* Exercise
Within the material below, transcribe exactly the lines from the one holding "to load entries" through the one holding "passed down explicitly.", keeping both ends and skipping the rest.

◇ ◇ ◇

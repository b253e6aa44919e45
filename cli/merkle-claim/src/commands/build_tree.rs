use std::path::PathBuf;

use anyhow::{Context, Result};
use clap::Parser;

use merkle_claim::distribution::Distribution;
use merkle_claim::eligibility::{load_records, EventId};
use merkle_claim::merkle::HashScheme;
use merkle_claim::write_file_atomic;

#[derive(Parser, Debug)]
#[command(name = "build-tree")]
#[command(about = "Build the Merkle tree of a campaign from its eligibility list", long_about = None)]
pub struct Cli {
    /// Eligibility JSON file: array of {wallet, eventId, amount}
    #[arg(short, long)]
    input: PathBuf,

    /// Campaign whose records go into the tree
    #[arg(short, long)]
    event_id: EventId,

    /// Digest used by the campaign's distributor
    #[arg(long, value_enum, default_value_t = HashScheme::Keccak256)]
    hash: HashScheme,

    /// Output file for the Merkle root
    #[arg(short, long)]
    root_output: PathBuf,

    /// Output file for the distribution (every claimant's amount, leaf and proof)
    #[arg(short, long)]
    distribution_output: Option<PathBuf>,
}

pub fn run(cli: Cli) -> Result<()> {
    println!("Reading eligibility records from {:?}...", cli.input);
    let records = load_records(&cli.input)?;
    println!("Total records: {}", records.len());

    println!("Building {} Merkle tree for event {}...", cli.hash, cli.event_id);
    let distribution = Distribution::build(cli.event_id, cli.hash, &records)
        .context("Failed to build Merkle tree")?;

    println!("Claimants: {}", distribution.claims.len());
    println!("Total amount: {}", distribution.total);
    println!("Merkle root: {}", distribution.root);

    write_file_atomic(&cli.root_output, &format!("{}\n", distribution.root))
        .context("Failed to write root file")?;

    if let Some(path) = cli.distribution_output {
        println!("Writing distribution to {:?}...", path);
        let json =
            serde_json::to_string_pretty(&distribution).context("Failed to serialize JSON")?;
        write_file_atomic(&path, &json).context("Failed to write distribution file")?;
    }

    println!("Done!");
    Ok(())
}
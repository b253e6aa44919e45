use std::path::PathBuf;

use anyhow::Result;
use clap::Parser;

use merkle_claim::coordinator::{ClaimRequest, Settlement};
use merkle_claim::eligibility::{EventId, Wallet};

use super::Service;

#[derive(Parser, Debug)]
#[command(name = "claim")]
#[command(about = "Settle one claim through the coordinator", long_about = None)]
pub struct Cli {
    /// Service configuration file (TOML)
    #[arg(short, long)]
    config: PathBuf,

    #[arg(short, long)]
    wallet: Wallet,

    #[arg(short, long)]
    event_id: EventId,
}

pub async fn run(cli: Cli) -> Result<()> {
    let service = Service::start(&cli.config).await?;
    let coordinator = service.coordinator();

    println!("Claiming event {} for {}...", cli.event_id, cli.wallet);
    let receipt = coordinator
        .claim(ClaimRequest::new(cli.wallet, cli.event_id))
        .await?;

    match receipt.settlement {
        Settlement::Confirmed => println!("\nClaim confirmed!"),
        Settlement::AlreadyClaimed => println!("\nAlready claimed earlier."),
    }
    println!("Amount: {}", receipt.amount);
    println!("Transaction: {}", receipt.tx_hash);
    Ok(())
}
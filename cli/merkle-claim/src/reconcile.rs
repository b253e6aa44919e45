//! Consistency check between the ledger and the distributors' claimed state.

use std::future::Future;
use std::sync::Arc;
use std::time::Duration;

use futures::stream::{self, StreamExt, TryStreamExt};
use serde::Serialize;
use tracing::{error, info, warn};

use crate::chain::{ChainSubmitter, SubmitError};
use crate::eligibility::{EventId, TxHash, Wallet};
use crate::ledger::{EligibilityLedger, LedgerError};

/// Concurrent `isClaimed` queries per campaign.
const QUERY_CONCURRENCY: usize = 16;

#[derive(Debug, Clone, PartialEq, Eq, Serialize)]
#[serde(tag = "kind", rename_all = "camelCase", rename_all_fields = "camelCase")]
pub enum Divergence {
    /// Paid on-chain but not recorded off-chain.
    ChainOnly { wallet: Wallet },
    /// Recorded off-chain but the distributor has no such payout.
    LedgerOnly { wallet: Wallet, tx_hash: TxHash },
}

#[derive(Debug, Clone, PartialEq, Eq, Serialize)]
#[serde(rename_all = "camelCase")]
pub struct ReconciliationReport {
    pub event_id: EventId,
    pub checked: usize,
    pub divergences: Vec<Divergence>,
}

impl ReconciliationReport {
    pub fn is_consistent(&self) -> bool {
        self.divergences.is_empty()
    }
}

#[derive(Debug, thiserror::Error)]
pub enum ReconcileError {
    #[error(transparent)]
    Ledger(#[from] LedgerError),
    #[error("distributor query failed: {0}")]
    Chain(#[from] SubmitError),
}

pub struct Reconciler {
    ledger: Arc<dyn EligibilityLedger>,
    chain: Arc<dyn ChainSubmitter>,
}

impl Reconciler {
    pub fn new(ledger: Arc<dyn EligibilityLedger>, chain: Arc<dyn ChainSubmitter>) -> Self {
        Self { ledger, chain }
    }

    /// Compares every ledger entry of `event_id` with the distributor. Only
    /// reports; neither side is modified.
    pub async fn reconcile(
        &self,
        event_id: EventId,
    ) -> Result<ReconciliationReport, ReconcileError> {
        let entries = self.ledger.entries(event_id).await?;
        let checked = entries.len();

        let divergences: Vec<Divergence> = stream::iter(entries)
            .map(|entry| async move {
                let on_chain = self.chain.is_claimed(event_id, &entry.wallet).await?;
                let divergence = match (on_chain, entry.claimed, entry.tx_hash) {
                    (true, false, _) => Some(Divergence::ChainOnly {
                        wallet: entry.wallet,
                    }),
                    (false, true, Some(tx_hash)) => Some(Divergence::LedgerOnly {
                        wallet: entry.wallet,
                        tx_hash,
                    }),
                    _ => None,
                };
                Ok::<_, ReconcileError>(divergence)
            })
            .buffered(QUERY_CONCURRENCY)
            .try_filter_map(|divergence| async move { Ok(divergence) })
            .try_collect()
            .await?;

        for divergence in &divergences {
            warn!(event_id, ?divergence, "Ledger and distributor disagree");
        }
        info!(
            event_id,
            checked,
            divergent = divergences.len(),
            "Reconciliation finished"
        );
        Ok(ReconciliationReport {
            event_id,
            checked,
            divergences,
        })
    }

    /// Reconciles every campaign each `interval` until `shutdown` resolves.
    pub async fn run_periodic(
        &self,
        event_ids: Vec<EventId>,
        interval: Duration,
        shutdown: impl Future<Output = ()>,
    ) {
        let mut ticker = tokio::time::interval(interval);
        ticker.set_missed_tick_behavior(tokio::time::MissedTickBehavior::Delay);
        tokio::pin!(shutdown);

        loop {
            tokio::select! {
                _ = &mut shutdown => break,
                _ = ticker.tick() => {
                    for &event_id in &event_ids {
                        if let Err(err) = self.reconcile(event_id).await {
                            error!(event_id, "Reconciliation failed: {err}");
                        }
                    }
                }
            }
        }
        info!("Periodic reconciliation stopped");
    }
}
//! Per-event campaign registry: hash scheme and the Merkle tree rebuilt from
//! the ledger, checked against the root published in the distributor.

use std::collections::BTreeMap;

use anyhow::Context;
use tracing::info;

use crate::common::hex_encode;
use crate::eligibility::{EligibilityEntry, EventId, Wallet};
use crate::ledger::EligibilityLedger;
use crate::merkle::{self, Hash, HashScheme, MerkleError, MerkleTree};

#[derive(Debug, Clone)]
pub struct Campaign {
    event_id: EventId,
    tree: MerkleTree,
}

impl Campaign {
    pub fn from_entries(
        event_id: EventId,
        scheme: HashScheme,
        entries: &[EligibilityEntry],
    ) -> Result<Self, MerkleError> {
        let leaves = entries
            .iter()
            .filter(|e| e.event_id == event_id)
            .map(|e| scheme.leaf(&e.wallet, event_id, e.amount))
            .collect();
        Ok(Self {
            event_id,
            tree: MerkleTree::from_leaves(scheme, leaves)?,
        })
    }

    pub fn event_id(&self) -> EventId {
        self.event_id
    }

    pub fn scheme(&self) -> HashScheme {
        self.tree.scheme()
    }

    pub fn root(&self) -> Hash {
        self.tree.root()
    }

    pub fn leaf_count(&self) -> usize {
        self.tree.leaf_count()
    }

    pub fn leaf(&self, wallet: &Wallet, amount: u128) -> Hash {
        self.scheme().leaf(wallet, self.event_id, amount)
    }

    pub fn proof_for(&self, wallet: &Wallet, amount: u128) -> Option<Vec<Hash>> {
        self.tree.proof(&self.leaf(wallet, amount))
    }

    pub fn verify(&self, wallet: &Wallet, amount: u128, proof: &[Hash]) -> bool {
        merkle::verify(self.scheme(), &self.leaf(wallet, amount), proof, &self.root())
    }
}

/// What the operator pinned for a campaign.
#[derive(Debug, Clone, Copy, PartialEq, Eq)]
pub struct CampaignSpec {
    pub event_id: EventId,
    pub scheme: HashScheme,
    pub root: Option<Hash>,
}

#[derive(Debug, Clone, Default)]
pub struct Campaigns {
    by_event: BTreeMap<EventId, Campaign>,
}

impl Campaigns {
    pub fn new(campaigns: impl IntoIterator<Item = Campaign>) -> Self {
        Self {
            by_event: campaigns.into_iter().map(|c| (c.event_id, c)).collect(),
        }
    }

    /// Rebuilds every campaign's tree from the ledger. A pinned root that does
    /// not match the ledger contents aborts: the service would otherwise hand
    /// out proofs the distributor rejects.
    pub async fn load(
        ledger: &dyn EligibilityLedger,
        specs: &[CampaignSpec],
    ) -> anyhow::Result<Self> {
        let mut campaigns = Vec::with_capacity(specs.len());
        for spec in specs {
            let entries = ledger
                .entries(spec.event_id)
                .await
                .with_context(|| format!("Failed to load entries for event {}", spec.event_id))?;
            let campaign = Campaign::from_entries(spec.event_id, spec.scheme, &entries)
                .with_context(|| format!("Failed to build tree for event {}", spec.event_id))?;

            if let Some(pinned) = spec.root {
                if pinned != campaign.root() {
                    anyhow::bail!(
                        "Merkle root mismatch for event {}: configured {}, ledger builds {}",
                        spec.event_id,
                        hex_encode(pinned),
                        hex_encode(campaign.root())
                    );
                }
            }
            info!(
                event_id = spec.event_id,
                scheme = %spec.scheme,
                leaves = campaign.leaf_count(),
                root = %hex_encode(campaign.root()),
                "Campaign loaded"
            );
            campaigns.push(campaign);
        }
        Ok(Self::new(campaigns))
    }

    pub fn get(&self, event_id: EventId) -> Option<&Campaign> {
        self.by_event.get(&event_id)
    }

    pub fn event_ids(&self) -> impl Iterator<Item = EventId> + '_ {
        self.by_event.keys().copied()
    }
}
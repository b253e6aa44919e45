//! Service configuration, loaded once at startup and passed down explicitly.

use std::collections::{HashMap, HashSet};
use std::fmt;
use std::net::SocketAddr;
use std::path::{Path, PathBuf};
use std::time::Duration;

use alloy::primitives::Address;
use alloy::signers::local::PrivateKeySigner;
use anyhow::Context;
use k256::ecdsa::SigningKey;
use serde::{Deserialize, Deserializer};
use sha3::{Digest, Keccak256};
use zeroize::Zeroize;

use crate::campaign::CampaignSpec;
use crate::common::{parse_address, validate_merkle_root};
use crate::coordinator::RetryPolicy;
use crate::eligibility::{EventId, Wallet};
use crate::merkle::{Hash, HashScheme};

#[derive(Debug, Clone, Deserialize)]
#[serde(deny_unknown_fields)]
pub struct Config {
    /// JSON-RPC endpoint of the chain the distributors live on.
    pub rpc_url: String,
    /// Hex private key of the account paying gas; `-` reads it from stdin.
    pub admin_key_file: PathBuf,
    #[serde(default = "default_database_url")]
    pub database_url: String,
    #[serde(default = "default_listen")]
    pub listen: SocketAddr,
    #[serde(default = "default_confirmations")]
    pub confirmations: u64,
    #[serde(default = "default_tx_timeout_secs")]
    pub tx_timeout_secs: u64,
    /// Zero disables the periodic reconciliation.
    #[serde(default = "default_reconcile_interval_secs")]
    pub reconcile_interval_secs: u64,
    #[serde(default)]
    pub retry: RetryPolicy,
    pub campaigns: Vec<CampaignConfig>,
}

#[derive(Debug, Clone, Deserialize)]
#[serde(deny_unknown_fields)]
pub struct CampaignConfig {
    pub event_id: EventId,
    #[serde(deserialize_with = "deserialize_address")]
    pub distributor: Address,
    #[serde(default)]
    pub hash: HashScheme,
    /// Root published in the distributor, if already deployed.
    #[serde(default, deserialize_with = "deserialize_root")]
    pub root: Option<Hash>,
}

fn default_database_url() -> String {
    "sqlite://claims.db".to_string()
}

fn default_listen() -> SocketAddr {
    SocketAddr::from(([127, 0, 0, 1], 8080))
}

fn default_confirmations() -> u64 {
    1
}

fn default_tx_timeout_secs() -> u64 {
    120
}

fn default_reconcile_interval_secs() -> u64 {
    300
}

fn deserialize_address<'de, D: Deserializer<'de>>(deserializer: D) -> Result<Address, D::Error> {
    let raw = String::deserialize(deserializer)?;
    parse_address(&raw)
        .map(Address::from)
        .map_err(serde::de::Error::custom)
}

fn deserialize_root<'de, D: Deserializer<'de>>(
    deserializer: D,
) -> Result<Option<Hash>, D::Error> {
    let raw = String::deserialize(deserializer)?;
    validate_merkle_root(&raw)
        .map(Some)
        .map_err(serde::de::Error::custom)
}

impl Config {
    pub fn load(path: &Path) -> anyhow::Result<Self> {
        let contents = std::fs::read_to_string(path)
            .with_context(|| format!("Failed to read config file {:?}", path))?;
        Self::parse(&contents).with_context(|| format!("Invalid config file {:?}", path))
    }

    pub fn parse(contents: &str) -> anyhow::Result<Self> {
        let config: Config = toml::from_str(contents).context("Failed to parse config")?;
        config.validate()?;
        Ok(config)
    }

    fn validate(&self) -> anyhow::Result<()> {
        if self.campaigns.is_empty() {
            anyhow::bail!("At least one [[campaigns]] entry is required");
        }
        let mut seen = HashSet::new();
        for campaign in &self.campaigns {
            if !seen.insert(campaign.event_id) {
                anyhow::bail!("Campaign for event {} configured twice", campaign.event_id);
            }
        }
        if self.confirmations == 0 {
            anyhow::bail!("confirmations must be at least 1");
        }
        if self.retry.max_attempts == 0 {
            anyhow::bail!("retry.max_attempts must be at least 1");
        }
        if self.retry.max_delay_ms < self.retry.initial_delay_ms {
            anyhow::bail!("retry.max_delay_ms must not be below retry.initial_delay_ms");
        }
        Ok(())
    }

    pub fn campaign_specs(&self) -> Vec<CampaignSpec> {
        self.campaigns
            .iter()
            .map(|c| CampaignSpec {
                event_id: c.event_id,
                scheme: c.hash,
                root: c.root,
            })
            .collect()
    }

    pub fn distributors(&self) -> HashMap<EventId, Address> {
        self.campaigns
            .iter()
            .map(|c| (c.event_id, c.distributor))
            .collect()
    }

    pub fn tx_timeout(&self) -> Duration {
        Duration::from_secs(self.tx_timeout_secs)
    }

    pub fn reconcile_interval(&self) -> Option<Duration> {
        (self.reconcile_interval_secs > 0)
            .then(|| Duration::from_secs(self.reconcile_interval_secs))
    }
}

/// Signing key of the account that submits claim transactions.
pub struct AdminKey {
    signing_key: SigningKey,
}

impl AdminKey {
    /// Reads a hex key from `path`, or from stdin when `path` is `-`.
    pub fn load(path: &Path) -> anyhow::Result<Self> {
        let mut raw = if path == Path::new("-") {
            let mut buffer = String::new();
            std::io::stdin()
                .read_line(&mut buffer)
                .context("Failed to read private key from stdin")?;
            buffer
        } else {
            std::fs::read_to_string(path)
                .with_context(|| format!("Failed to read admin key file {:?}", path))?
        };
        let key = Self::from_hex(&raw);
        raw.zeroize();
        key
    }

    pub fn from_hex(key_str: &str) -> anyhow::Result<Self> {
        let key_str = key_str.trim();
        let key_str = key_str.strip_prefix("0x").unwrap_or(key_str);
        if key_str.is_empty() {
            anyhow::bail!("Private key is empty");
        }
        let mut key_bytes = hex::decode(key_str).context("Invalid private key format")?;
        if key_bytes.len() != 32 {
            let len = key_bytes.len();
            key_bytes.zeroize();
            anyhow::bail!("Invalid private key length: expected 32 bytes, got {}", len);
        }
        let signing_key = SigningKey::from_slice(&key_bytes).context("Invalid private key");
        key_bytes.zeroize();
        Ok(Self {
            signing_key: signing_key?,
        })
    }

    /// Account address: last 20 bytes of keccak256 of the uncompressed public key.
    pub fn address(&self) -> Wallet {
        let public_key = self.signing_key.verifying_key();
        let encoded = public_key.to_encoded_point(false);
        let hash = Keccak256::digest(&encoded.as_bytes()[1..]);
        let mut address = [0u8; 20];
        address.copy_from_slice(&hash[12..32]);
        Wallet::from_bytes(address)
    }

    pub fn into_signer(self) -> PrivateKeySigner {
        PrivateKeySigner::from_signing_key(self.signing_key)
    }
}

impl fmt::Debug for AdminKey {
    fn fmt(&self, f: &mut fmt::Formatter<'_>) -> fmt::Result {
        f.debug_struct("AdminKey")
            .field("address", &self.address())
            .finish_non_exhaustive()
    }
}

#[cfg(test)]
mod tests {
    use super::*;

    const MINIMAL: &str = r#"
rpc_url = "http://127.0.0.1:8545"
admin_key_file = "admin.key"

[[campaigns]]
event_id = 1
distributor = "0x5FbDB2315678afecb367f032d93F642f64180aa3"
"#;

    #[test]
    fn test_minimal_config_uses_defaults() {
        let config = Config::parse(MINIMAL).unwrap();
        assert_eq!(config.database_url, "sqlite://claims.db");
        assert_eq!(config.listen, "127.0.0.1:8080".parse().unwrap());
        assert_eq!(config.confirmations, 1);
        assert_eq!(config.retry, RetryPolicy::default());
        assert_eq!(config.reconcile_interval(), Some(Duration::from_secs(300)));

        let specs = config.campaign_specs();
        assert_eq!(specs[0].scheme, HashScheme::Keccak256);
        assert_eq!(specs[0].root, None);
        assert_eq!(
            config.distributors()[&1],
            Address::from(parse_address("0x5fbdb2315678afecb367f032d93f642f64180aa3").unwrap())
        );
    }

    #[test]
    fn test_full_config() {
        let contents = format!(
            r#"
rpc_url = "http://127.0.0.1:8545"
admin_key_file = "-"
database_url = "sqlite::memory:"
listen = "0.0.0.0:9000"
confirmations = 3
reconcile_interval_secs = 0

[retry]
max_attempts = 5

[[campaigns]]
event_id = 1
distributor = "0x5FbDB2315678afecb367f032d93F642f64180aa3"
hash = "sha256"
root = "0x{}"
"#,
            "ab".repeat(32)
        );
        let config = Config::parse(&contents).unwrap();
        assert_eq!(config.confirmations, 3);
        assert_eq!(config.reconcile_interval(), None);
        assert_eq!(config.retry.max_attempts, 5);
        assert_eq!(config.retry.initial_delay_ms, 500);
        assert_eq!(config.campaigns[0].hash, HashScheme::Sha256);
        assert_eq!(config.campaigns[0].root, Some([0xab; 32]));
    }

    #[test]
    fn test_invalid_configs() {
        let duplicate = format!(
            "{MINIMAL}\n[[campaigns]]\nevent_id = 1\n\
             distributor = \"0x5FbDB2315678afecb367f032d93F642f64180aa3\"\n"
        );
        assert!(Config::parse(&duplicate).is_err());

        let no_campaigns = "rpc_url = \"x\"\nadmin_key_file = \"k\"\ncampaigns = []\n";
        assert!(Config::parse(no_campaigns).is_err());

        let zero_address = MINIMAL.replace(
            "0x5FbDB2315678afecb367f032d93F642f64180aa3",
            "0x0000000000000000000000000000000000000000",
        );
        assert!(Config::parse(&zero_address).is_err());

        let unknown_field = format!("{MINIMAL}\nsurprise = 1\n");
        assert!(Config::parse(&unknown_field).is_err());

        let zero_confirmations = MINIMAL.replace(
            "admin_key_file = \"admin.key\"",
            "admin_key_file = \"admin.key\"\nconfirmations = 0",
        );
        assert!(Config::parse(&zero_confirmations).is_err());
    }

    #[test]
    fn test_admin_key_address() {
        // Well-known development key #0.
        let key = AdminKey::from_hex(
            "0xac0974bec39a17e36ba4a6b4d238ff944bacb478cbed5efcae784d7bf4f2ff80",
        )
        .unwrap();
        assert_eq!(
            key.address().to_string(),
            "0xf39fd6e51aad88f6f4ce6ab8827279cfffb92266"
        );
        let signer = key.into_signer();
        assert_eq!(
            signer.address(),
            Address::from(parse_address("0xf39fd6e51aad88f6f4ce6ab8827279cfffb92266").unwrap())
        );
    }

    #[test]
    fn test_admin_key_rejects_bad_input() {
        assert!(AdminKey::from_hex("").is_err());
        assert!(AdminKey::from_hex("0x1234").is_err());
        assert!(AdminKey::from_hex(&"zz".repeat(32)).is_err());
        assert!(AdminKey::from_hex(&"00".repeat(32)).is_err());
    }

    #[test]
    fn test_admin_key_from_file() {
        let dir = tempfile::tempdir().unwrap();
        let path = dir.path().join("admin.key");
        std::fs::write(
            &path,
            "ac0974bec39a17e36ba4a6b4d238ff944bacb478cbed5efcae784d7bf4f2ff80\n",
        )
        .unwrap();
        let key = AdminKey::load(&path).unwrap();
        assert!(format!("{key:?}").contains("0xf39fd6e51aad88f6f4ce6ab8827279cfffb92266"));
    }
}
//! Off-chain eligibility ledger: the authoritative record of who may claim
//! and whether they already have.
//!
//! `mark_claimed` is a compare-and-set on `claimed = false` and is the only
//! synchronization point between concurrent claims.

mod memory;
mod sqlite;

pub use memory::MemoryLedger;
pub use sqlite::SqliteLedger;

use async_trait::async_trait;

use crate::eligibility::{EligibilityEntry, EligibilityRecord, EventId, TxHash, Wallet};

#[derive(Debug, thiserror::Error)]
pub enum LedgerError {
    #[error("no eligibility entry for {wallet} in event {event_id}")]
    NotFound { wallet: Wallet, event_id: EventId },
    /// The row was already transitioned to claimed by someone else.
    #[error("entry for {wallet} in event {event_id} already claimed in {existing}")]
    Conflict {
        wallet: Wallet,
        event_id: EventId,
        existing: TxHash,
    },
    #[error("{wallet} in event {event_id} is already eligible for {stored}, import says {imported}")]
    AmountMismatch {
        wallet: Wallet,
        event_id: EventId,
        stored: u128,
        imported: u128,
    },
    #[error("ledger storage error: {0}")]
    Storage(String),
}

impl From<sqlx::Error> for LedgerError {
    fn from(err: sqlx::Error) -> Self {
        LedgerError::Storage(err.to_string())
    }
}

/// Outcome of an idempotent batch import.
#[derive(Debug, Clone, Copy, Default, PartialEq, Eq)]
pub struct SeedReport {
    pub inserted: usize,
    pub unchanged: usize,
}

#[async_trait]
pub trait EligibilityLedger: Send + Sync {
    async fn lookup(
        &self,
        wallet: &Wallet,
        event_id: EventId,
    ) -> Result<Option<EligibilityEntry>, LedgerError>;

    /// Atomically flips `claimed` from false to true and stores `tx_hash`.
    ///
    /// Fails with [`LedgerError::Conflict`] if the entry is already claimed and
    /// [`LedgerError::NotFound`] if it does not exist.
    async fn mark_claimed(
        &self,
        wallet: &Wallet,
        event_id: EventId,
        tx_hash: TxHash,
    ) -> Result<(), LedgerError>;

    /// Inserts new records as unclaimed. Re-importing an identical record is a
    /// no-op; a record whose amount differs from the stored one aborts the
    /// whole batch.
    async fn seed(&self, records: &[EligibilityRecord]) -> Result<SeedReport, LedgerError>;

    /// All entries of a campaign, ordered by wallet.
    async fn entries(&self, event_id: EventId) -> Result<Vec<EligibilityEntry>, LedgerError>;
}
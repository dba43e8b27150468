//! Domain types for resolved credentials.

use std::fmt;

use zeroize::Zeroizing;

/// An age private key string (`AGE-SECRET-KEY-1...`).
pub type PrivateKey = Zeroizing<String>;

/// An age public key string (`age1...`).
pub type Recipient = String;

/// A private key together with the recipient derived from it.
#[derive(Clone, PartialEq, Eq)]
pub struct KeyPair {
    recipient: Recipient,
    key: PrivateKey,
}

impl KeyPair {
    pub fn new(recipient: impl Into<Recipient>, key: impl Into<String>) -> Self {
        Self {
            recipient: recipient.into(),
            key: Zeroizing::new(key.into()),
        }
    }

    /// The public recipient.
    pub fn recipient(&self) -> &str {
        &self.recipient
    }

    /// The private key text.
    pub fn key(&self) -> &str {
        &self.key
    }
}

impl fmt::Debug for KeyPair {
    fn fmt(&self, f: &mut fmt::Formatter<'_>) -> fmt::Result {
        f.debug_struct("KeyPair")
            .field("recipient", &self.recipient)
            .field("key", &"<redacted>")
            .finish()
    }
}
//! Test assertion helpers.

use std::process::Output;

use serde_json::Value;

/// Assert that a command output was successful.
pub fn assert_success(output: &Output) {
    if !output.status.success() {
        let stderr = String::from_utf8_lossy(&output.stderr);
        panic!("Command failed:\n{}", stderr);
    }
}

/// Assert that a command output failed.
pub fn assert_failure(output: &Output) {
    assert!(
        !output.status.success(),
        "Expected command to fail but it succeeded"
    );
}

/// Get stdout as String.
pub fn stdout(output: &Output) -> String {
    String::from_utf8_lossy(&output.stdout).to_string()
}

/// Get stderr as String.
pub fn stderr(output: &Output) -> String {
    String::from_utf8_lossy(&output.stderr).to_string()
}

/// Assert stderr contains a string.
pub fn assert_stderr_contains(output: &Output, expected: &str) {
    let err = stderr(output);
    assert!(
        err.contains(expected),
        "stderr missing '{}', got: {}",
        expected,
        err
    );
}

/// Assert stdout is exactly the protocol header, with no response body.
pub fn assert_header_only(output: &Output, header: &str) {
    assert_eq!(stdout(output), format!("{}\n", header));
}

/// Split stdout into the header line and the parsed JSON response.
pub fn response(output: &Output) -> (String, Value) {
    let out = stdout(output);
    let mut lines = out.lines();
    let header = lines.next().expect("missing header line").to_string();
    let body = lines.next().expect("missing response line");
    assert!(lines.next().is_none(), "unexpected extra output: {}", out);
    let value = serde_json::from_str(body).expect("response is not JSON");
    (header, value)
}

◇ ◇ ◇

* Result of the exercise
                .with_context(|| format!("Failed to load entries for event {}", spec.event_id))?;
            let campaign = Campaign::from_entries(spec.event_id, spec.scheme, &entries)
                .with_context(|| format!("Failed to build tree for event {}", spec.event_id))?;

            if let Some(pinned) = spec.root {
                if pinned != campaign.root() {
                    anyhow::bail!(
                        "Merkle root mismatch for event {}: configured {}, ledger builds {}",
                        spec.event_id,
                        hex_encode(pinned),
                        hex_encode(campaign.root())
                    );
                }
            }
            info!(
                event_id = spec.event_id,
                scheme = %spec.scheme,
                leaves = campaign.leaf_count(),
                root = %hex_encode(campaign.root()),
                "Campaign loaded"
            );
            campaigns.push(campaign);
        }
        Ok(Self::new(campaigns))
    }

    pub fn get(&self, event_id: EventId) -> Option<&Campaign> {
        self.by_event.get(&event_id)
    }

    pub fn event_ids(&self) -> impl Iterator<Item = EventId> + '_ {
        self.by_event.keys().copied()
    }
}
repository b253e6aa44919e45
//! Service configuration, loaded once at startup and passed down explicitly.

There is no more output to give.